I recognize how broken it's become, how polarized it's become and certainly nothing that I've seen in five months has changed my opinion. The process is pretty well broken.

I'm pretty disappointed by what I would consider a total lack of leadership on (the budget). The president, the Democrats, certainly the Senate spend (time) playing a political game of chicken. "Show us what you've got. Come on. Tell us how you're going to reform those entitlement programs so that we can destroy you politically."

Your contention is that the debt limit might not necessarily need to be raised but that the Obama administration, along with Congress, ought to be working on a contingency budget. Why do you think that's possible?

My point is that it doesn't have to be a crisis. If we don't increase the debt ceiling, what's the effect? We'll have to live within our means. We'll have to live within that $2.6 trillion.

What we should be doing is figuring out how we get by. How do we allocate what money we do have to essential services, to essential spending?

Are there any particular areas that you think are ripe for cuts within the federal budget? I know you said there's a game of chicken going on, but doesn't somebody have to go first?

What I argue for is, let's first do structural reforms, structural caps. … You need to first instill those disciplines.

We first have to cut 2012 to lower the threshold for long-term baseline budget. Every $100 billion you cut, you really save about $1 trillion plus because you have interest on that, in terms of a 10-year plan. That is step one.

I would like to see a constitutional amendment that caps federal government spending to 18.8 percent. That would be my solution. And you would also have a piece of legislation that would put us on the glide path until the constitutional amendment kicks in.

What are your priorities once the caps are established?

Why are, first of all, governments established? Go back in history. (It's the) defense of the community, defense of the nation. Defense is a pretty top priority. Now does that say it can't be touched? I am sure there is all kinds of inefficient, wasteful spending. You need to take a look at defense spending strategically.

We've made promises to seniors that I think we need to honor. Nobody that I know is proposing doing any reforms to any of the entitlement program that are currently retired or about to be retired.

(But) these programs can't continue to function the way they are. They will consume the entire federal budget within a few decades.

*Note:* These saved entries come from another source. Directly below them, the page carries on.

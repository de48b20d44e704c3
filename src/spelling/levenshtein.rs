//! Edit distance for dictionary suggestions.

/// Levenshtein distance between `word` and `candidate`, or `None` once it is
/// certain to exceed `max`.
///
/// Characters are compared as Unicode scalar values, so `ğ` against `g` counts
/// as one substitution.
pub fn bounded_distance(word: &str, candidate: &str, max: usize) -> Option<usize> {
    let word: Vec<char> = word.chars().collect();
    let candidate: Vec<char> = candidate.chars().collect();

    if word.len().abs_diff(candidate.len()) > max {
        return None;
    }

    // row[j]: distance between the prefix of `word` read so far and candidate[..j]
    let mut row: Vec<usize> = (0..=candidate.len()).collect();

    for (i, &wc) in word.iter().enumerate() {
        let mut diagonal = row[0];
        row[0] = i + 1;

        for (j, &cc) in candidate.iter().enumerate() {
            let substitution = diagonal + usize::from(wc != cc);
            diagonal = row[j + 1];
            row[j + 1] = substitution.min(row[j] + 1).min(diagonal + 1);
        }

        if row.iter().min().is_some_and(|&best| best > max) {
            return None;
        }
    }

    row.last().copied().filter(|&distance| distance <= max)
}
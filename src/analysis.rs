//! Text analysis building blocks for Metin.
//!
//! This module provides the stages the cleaning pipeline is assembled from:
//! char filters that rewrite the raw record, tokenizers that split it into
//! words, and token filters that tag, drop, correct and reduce those words.

pub mod char_filter;
pub mod morphology;
pub mod token;
pub mod token_filter;
pub mod tokenizer;
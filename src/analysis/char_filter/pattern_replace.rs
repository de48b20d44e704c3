use regex::Regex;

use super::CharFilter;
use crate::error::{MetinError, Result};

/// A char filter that replaces every match of a regex pattern.
///
/// The pipeline uses it for URL/mention/hashtag removal, digit runs and
/// residual non-word characters.
#[derive(Clone, Debug)]
pub struct PatternReplaceCharFilter {
    pattern: Regex,
    replacement: String,
}

impl PatternReplaceCharFilter {
    /// Create a new pattern replace char filter.
    pub fn new(pattern: &str, replacement: &str) -> Result<Self> {
        Ok(Self {
            pattern: Regex::new(pattern)
                .map_err(|e| MetinError::invalid_config(format!("invalid char filter pattern: {e}")))?,
            replacement: replacement.to_string(),
        })
    }

    /// URLs (`http…`, `www…`), `@mentions` and `#hashtags`.
    pub fn social_noise() -> Result<Self> {
        Self::new(r"http\S+|www\S+|[@#]\w+", "")
    }

    /// Runs of decimal digits.
    pub fn digits() -> Result<Self> {
        Self::new(r"\d+", "")
    }

    /// Anything that is neither a word character nor whitespace.
    pub fn non_word() -> Result<Self> {
        Self::new(r"[^\w\s]", "")
    }

    /// The compiled pattern.
    pub fn pattern(&self) -> &str {
        self.pattern.as_str()
    }
}

impl CharFilter for PatternReplaceCharFilter {
    fn filter(&self, input: &str) -> String {
        self.pattern
            .replace_all(input, self.replacement.as_str())
            .into_owned()
    }

    fn name(&self) -> &'static str {
        "pattern_replace"
    }
}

Did you vote in favor of U.S. Rep. Paul Ryan's Medicare plan or in favor of his push to start the conversation about what to do next?

Paul Ryan's plan will never be enacted, or it's not going to be enacted this year.

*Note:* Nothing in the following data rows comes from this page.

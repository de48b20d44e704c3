//! The fixed-order cleaning pipeline.
//!
//! ```text
//!  1 lowercase          6 punctuation        11 stopwords
//!  2 URLs/social        7 special chars      12 spell check
//!  3 emoji              8 whitespace         13 lemmatize / stem
//!  4 normalize          9 tokenize           14 short tokens
//!  5 numbers           10 negation           15 join
//! ```
//!
//! Stages 1 to 8 rewrite the text, 9 to 14 work on tokens. [`StageFlags`]
//! turns individual stages off but never reorders them. A token stage that
//! fails is logged and skipped, keeping the tokens it was given.

use std::collections::BTreeMap;

use log::{debug, warn};

use crate::analysis::char_filter::CharFilter;
use crate::analysis::char_filter::emoji::EmojiCharFilter;
use crate::analysis::char_filter::lowercase::LowercaseCharFilter;
use crate::analysis::char_filter::normalize::LanguageNormalizeCharFilter;
use crate::analysis::char_filter::pattern_replace::PatternReplaceCharFilter;
use crate::analysis::char_filter::punctuation::PunctuationCharFilter;
use crate::analysis::char_filter::whitespace::CollapseWhitespaceCharFilter;
use crate::analysis::token::{IntoTokenStream, Token, join_tokens};
use crate::analysis::token_filter::Filter;
use crate::analysis::token_filter::lemma::LemmaFilter;
use crate::analysis::token_filter::negation::NegationFilter;
use crate::analysis::token_filter::short_token::ShortTokenFilter;
use crate::analysis::token_filter::spelling::SpellCorrectionFilter;
use crate::analysis::token_filter::stem::StemFilter;
use crate::analysis::token_filter::stop::StopFilter;
use crate::analysis::tokenizer::Tokenizer;
use crate::analysis::tokenizer::whitespace::WhitespaceTokenizer;
use crate::analysis::tokenizer::word::WordTokenizer;
use crate::error::Result;
use crate::language::Language;
use crate::pipeline::flags::StageFlags;
use crate::pipeline::resources::PipelineResources;
use crate::pipeline::trace::{Stage, StageStep, StageTrace};
use crate::spelling::corrector::SpellCorrector;

/// Stages that depend on the language.
#[derive(Debug)]
struct LanguageStages {
    normalize: LanguageNormalizeCharFilter,
    tokenizer: WordTokenizer,
    negation: NegationFilter,
    stop: StopFilter,
    stem: StemFilter,
}

/// Collects intermediate texts when a trace was requested.
struct Recorder {
    steps: Option<Vec<StageStep>>,
}

impl Recorder {
    fn record(&mut self, stage: Stage, text: &str) {
        if let Some(steps) = &mut self.steps {
            steps.push(StageStep {
                stage,
                text: text.to_string(),
            });
        }
    }

    fn record_tokens(&mut self, stage: Stage, tokens: &[Token]) {
        if self.steps.is_some() {
            self.record(stage, &join_tokens(tokens));
        }
    }
}

/// Cleans single records of noisy user text.
///
/// A pipeline holds no mutable state; one instance can serve any number of
/// threads.
///
/// # Examples
///
/// ```
/// use metin::language::Language;
/// use metin::pipeline::cleaning::CleaningPipeline;
/// use metin::pipeline::flags::StageFlags;
///
/// let pipeline = CleaningPipeline::with_defaults().unwrap();
/// let cleaned = pipeline.run(
///     "Bu harika bir ürün yapiyor! #tag https://x.com",
///     Language::Turkish,
///     &StageFlags::default(),
/// );
/// assert_eq!(cleaned, "harika ürün yapıyor");
/// ```
#[derive(Debug)]
pub struct CleaningPipeline {
    resources: PipelineResources,
    lowercase: LowercaseCharFilter,
    social_noise: PatternReplaceCharFilter,
    emoji: EmojiCharFilter,
    digits: PatternReplaceCharFilter,
    punctuation: PunctuationCharFilter,
    non_word: PatternReplaceCharFilter,
    whitespace: CollapseWhitespaceCharFilter,
    languages: BTreeMap<Language, LanguageStages>,
    short_tokens: ShortTokenFilter,
}

impl CleaningPipeline {
    /// Build a pipeline over a resource snapshot.
    pub fn new(resources: PipelineResources) -> Result<Self> {
        let languages = Language::ALL
            .into_iter()
            .map(|language| {
                let stages = LanguageStages {
                    normalize: LanguageNormalizeCharFilter::new(language),
                    tokenizer: WordTokenizer::new(language),
                    negation: NegationFilter::new(language),
                    stop: StopFilter::new(resources.stopwords(language)),
                    stem: StemFilter::new(language),
                };
                (language, stages)
            })
            .collect();

        Ok(CleaningPipeline {
            lowercase: LowercaseCharFilter::new(),
            social_noise: PatternReplaceCharFilter::social_noise()?,
            emoji: EmojiCharFilter::new(),
            digits: PatternReplaceCharFilter::digits()?,
            punctuation: PunctuationCharFilter::new(),
            non_word: PatternReplaceCharFilter::non_word()?,
            whitespace: CollapseWhitespaceCharFilter::new(),
            languages,
            short_tokens: ShortTokenFilter::new(),
            resources,
        })
    }

    /// A pipeline with default stopwords and no custom corrections.
    pub fn with_defaults() -> Result<Self> {
        Self::new(PipelineResources::with_defaults()?)
    }

    /// The resources this pipeline was built with.
    pub fn resources(&self) -> &PipelineResources {
        &self.resources
    }

    /// Clean `text`.
    pub fn run(&self, text: &str, language: Language, flags: &StageFlags) -> String {
        let mut recorder = Recorder { steps: None };
        self.execute(text, language, flags, &mut recorder)
    }

    /// Clean `text`, recording the text after every stage that ran.
    pub fn run_traced(&self, text: &str, language: Language, flags: &StageFlags) -> StageTrace {
        let mut recorder = Recorder {
            steps: Some(Vec::new()),
        };
        let output = self.execute(text, language, flags, &mut recorder);

        StageTrace {
            steps: recorder.steps.unwrap_or_default(),
            output,
        }
    }

    fn execute(
        &self,
        text: &str,
        language: Language,
        flags: &StageFlags,
        recorder: &mut Recorder,
    ) -> String {
        recorder.record(Stage::Original, text);
        if text.trim().is_empty() {
            recorder.record(Stage::Final, "");
            return String::new();
        }

        let stages = self.stages(language);
        let mut text = text.to_string();

        let mut apply_char = |stage: Stage, filter: &dyn CharFilter, text: &mut String| {
            *text = filter.filter(text);
            recorder.record(stage, text);
        };

        if flags.lowercase {
            apply_char(Stage::Lowercase, &self.lowercase, &mut text);
        }
        if flags.strip_noise {
            apply_char(Stage::SocialNoise, &self.social_noise, &mut text);
            apply_char(Stage::Emoji, &self.emoji, &mut text);
        }
        if flags.normalize {
            apply_char(Stage::Normalize, &stages.normalize, &mut text);
        }
        if flags.strip_numbers {
            apply_char(Stage::Numbers, &self.digits, &mut text);
        }
        if flags.strip_punctuation {
            apply_char(Stage::Punctuation, &self.punctuation, &mut text);
        }
        if flags.strip_noise {
            apply_char(Stage::SpecialChars, &self.non_word, &mut text);
        }
        apply_char(Stage::Whitespace, &self.whitespace, &mut text);

        if !flags.tokenize {
            recorder.record(Stage::Final, &text);
            return text;
        }

        let mut tokens = self.tokenize(stages, &text);
        recorder.record_tokens(Stage::Tokenize, &tokens);

        if flags.negation {
            tokens = apply_filter(&stages.negation, tokens);
            recorder.record_tokens(Stage::Negation, &tokens);
        }
        if flags.stopwords {
            tokens = apply_filter(&stages.stop, tokens);
            recorder.record_tokens(Stage::Stopwords, &tokens);
        }
        if flags.spell_check {
            let filter = SpellCorrectionFilter::new(self.corrector(flags), language);
            tokens = apply_filter(&filter, tokens);
            recorder.record_tokens(Stage::SpellCheck, &tokens);
        }
        if flags.lemmatize {
            let lemmas = match self.resources.analyzer() {
                Some(analyzer) if analyzer.is_ready() => {
                    let filter = LemmaFilter::new(analyzer.clone());
                    try_filter(&filter, &tokens)
                        .inspect_err(|e| warn!("{} failed, stemming instead: {e}", filter.name()))
                        .ok()
                }
                _ => None,
            };
            match lemmas {
                Some(lemmas) => {
                    tokens = lemmas;
                    recorder.record_tokens(Stage::Lemmatize, &tokens);
                }
                None => {
                    tokens = apply_filter(&stages.stem, tokens);
                    recorder.record_tokens(Stage::Stem, &tokens);
                }
            }
        }

        tokens = apply_filter(&self.short_tokens, tokens);
        recorder.record_tokens(Stage::Cleanup, &tokens);

        let output = self.whitespace.filter(&join_tokens(&tokens));
        recorder.record(Stage::Final, &output);
        output
    }

    fn stages(&self, language: Language) -> &LanguageStages {
        // every language is built in `new`
        &self.languages[&language]
    }

    fn corrector(&self, flags: &StageFlags) -> SpellCorrector {
        SpellCorrector::new(
            self.resources.corrections().clone(),
            self.resources.patterns().clone(),
        )
        .with_checker(self.resources.checker().cloned())
        .with_custom_corrections(flags.custom_corrections)
    }

    fn tokenize(&self, stages: &LanguageStages, text: &str) -> Vec<Token> {
        match stages.tokenizer.tokenize(text) {
            Ok(tokens) => tokens.collect(),
            Err(e) => {
                warn!("Tokenizer failed, falling back to whitespace split: {e}");
                match WhitespaceTokenizer::new().tokenize(text) {
                    Ok(tokens) => tokens.collect(),
                    Err(_) => text
                        .split_whitespace()
                        .enumerate()
                        .map(|(position, word)| Token::from_surface(word, position))
                        .collect(),
                }
            }
        }
    }
}

/// Run a token filter over a copy of `tokens`.
fn try_filter(filter: &dyn Filter, tokens: &[Token]) -> Result<Vec<Token>> {
    let filtered: Vec<Token> = filter.filter(tokens.to_vec().into_token_stream())?.collect();
    debug!(
        "{}: {} -> {} tokens",
        filter.name(),
        tokens.len(),
        filtered.len()
    );
    Ok(filtered)
}

/// Run a token filter, keeping the input tokens if it fails.
fn apply_filter(filter: &dyn Filter, tokens: Vec<Token>) -> Vec<Token> {
    match try_filter(filter, &tokens) {
        Ok(filtered) => filtered,
        Err(e) => {
            warn!("{} stage failed, keeping its input: {e}", filter.name());
            tokens
        }
    }
}

#[cfg(test)]
mod tests {
    use std::sync::Arc;

    use super::*;
    use crate::analysis::morphology::{MorphologicalAnalyzer, Sentence};
    use crate::analysis::token::TokenStream;
    use crate::error::MetinError;
    use crate::spelling::dictionary::CorrectionDictionary;
    use crate::stopwords::StopwordStore;

    fn pipeline() -> CleaningPipeline {
        CleaningPipeline::with_defaults().unwrap()
    }

    #[test]
    fn test_end_to_end_turkish() {
        let cleaned = pipeline().run(
            "Bu harika bir ürün yapiyor! #tag https://x.com",
            Language::Turkish,
            &StageFlags::default(),
        );
        assert_eq!(cleaned, "harika ürün yapıyor");
    }

    #[test]
    fn test_empty_input() {
        let pipeline = pipeline();
        assert_eq!(pipeline.run("", Language::Turkish, &StageFlags::default()), "");
        assert_eq!(pipeline.run("   ", Language::English, &StageFlags::default()), "");

        let trace = pipeline.run_traced("", Language::Turkish, &StageFlags::default());
        assert_eq!(trace.stages(), [Stage::Original, Stage::Final]);
    }

    #[test]
    fn test_negation_survives_stopwords() {
        let cleaned = pipeline().run(
            "Bu ürün güzel değil",
            Language::Turkish,
            &StageFlags::default(),
        );
        assert_eq!(cleaned, "ürün güzel_NEG");
    }

    #[test]
    fn test_custom_correction_applied() {
        let resources = PipelineResources::new(
            &StopwordStore::new(),
            CorrectionDictionary::from_pairs([("sper", "süper")]),
        )
        .unwrap();
        let pipeline = CleaningPipeline::new(resources).unwrap();

        let flags = StageFlags::default();
        assert_eq!(pipeline.run("Sper ürün", Language::Turkish, &flags), "süper ürün");

        let flags = StageFlags {
            custom_corrections: false,
            ..Default::default()
        };
        assert_eq!(pipeline.run("Sper ürün", Language::Turkish, &flags), "sper ürün");
    }

    #[test]
    fn test_tokenize_off_returns_normalized_text() {
        let flags = StageFlags {
            tokenize: false,
            ..Default::default()
        };
        let cleaned = pipeline().run("Çok   GÜZEL, ve 5 yıldız!", Language::Turkish, &flags);
        assert_eq!(cleaned, "çok güzel ve 5 yıldız");
    }

    #[test]
    fn test_trace_records_only_enabled_stages() {
        let flags = StageFlags {
            strip_noise: false,
            ..Default::default()
        };
        let trace = pipeline().run_traced("Güzel bir gün", Language::Turkish, &flags);

        let stages = trace.stages();
        assert!(!stages.contains(&Stage::SocialNoise));
        assert!(!stages.contains(&Stage::Numbers));
        assert!(stages.contains(&Stage::Stem));
        assert_eq!(stages.first(), Some(&Stage::Original));
        assert_eq!(stages.last(), Some(&Stage::Final));
        assert_eq!(trace.text_at(Stage::Lowercase), Some("güzel bir gün"));
        assert_eq!(trace.text_at(Stage::Final), Some(trace.output.as_str()));
    }

    struct FailingAnalyzer;

    impl MorphologicalAnalyzer for FailingAnalyzer {
        fn analyze(&self, _text: &str) -> Result<Vec<Sentence>> {
            Err(MetinError::analysis("model crashed"))
        }

        fn name(&self) -> &'static str {
            "failing"
        }
    }

    #[test]
    fn test_failing_analyzer_falls_back_to_stemmer() {
        let resources = PipelineResources::with_defaults()
            .unwrap()
            .with_analyzer(Arc::new(FailingAnalyzer));
        let pipeline = CleaningPipeline::new(resources).unwrap();

        let trace = pipeline.run_traced("kitaplar güzel", Language::Turkish, &StageFlags::default());
        assert!(!trace.stages().contains(&Stage::Lemmatize));
        assert_eq!(trace.text_at(Stage::Stem), Some("kitap güzel"));
        assert_eq!(trace.output, "kitap güzel");
    }

    struct FailingFilter;

    impl Filter for FailingFilter {
        fn filter(&self, _tokens: TokenStream) -> Result<TokenStream> {
            Err(MetinError::analysis("broken"))
        }

        fn name(&self) -> &'static str {
            "failing"
        }
    }

    #[test]
    fn test_failing_filter_keeps_tokens() {
        let tokens = vec![Token::new("kitaplar", 0), Token::new("güzel", 1)];
        assert_eq!(apply_filter(&FailingFilter, tokens.clone()), tokens);
    }
}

What Paul Ryan is doing is he's laying out ... here's a possible solution to Medicare. You may like it or you may disagree with it but we have to start the conversation. We have to start the debate.

In terms of the Ryan plan, what do you like and don't you like?

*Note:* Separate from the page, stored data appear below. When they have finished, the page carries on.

//! Step-by-step record of a pipeline run.

use std::fmt;

use serde::{Deserialize, Serialize};

/// A pipeline stage, in execution order.
#[derive(Clone, Copy, Debug, PartialEq, Eq, Hash, PartialOrd, Ord, Serialize, Deserialize)]
#[serde(rename_all = "snake_case")]
pub enum Stage {
    Original,
    Lowercase,
    SocialNoise,
    Emoji,
    Normalize,
    Numbers,
    Punctuation,
    SpecialChars,
    Whitespace,
    Tokenize,
    Negation,
    Stopwords,
    SpellCheck,
    Lemmatize,
    Stem,
    Cleanup,
    Final,
}

impl Stage {
    /// Stage number as shown in traces; lemmatization and stemming share 13.
    pub fn number(&self) -> u8 {
        match self {
            Stage::Original => 0,
            Stage::Lowercase => 1,
            Stage::SocialNoise => 2,
            Stage::Emoji => 3,
            Stage::Normalize => 4,
            Stage::Numbers => 5,
            Stage::Punctuation => 6,
            Stage::SpecialChars => 7,
            Stage::Whitespace => 8,
            Stage::Tokenize => 9,
            Stage::Negation => 10,
            Stage::Stopwords => 11,
            Stage::SpellCheck => 12,
            Stage::Lemmatize | Stage::Stem => 13,
            Stage::Cleanup => 14,
            Stage::Final => 15,
        }
    }

    /// Human-readable stage name.
    pub fn title(&self) -> &'static str {
        match self {
            Stage::Original => "Original Text",
            Stage::Lowercase => "Lowercase",
            Stage::SocialNoise => "Remove URLs/Social",
            Stage::Emoji => "Remove Emojis",
            Stage::Normalize => "Normalize Characters",
            Stage::Numbers => "Remove Numbers",
            Stage::Punctuation => "Remove Punctuation",
            Stage::SpecialChars => "Remove Special Chars",
            Stage::Whitespace => "Clean Whitespace",
            Stage::Tokenize => "Tokenization",
            Stage::Negation => "Handle Negations",
            Stage::Stopwords => "Remove Stopwords",
            Stage::SpellCheck => "Spell Check",
            Stage::Lemmatize => "Lemmatization",
            Stage::Stem => "Stemming",
            Stage::Cleanup => "Final Token Cleanup",
            Stage::Final => "Final Result",
        }
    }
}

impl fmt::Display for Stage {
    fn fmt(&self, f: &mut fmt::Formatter<'_>) -> fmt::Result {
        write!(f, "{}. {}", self.number(), self.title())
    }
}

/// The text after one stage.
#[derive(Clone, Debug, PartialEq, Eq, Serialize, Deserialize)]
pub struct StageStep {
    pub stage: Stage,
    pub text: String,
}

/// Intermediate texts of the stages that ran, plus the final output.
#[derive(Clone, Debug, Default, PartialEq, Eq, Serialize, Deserialize)]
pub struct StageTrace {
    pub steps: Vec<StageStep>,
    pub output: String,
}

impl StageTrace {
    /// Text recorded for `stage`, if it ran.
    pub fn text_at(&self, stage: Stage) -> Option<&str> {
        self.steps
            .iter()
            .find(|step| step.stage == stage)
            .map(|step| step.text.as_str())
    }

    /// Stages in the order they ran.
    pub fn stages(&self) -> Vec<Stage> {
        self.steps.iter().map(|step| step.stage).collect()
    }
}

What I like about the Paul Ryan plan is it's trying bring a little bit of free- market principles back into Medicare.

If you need subsidized care, we'll give you vouchers. You figure out how you want to spend. You select what insurance carrier you want to use. It's a start.

Some of those free market principles are coming into play and we're seeing the results of those in studies showing that people who need care aren't seeking it because they can't afford it. So, in the long run, isn't that going to create higher costs down the line?

A pair of eyeglasses is one of the areas in health care that people generally don't have insurance for it. There's all kinds of businesses that have opened up, all kinds of storefronts, where you can walk in without an appointment. You can see an eye doctor. You can get eyeglasses in an hour. You can get two for the price of one. The cost of eye surgery, laser surgery, has come down in the last 10 years. That's a free market operating.

Walmart and Walgreen's opened up clinics, so rather than go to emergency rooms with your kid, who you think might have an ear infection, for $35 you get seen by a nurse practitioner. Those are smarter consumer choices people make.

How realistic is it for our economy to recover at the rate everyone would like to see?

The Obama administration took the (plan of), let's prime the pump. Let's do a $100 billion stimulus. Let's propose taking over the health care system. I'd argue it just didn't work. … If you can't jump-start the economy by spending to the tune of $4 trillion over the last three years, I think that pretty well proves the point that Keynesian economics is kind of a failure, kind of like a really big failure.

Our problem now is we are in a huge pickle. My solution is ... we have got to come up with a credible plan that the markets … recognize is a credible plan to restrain spending.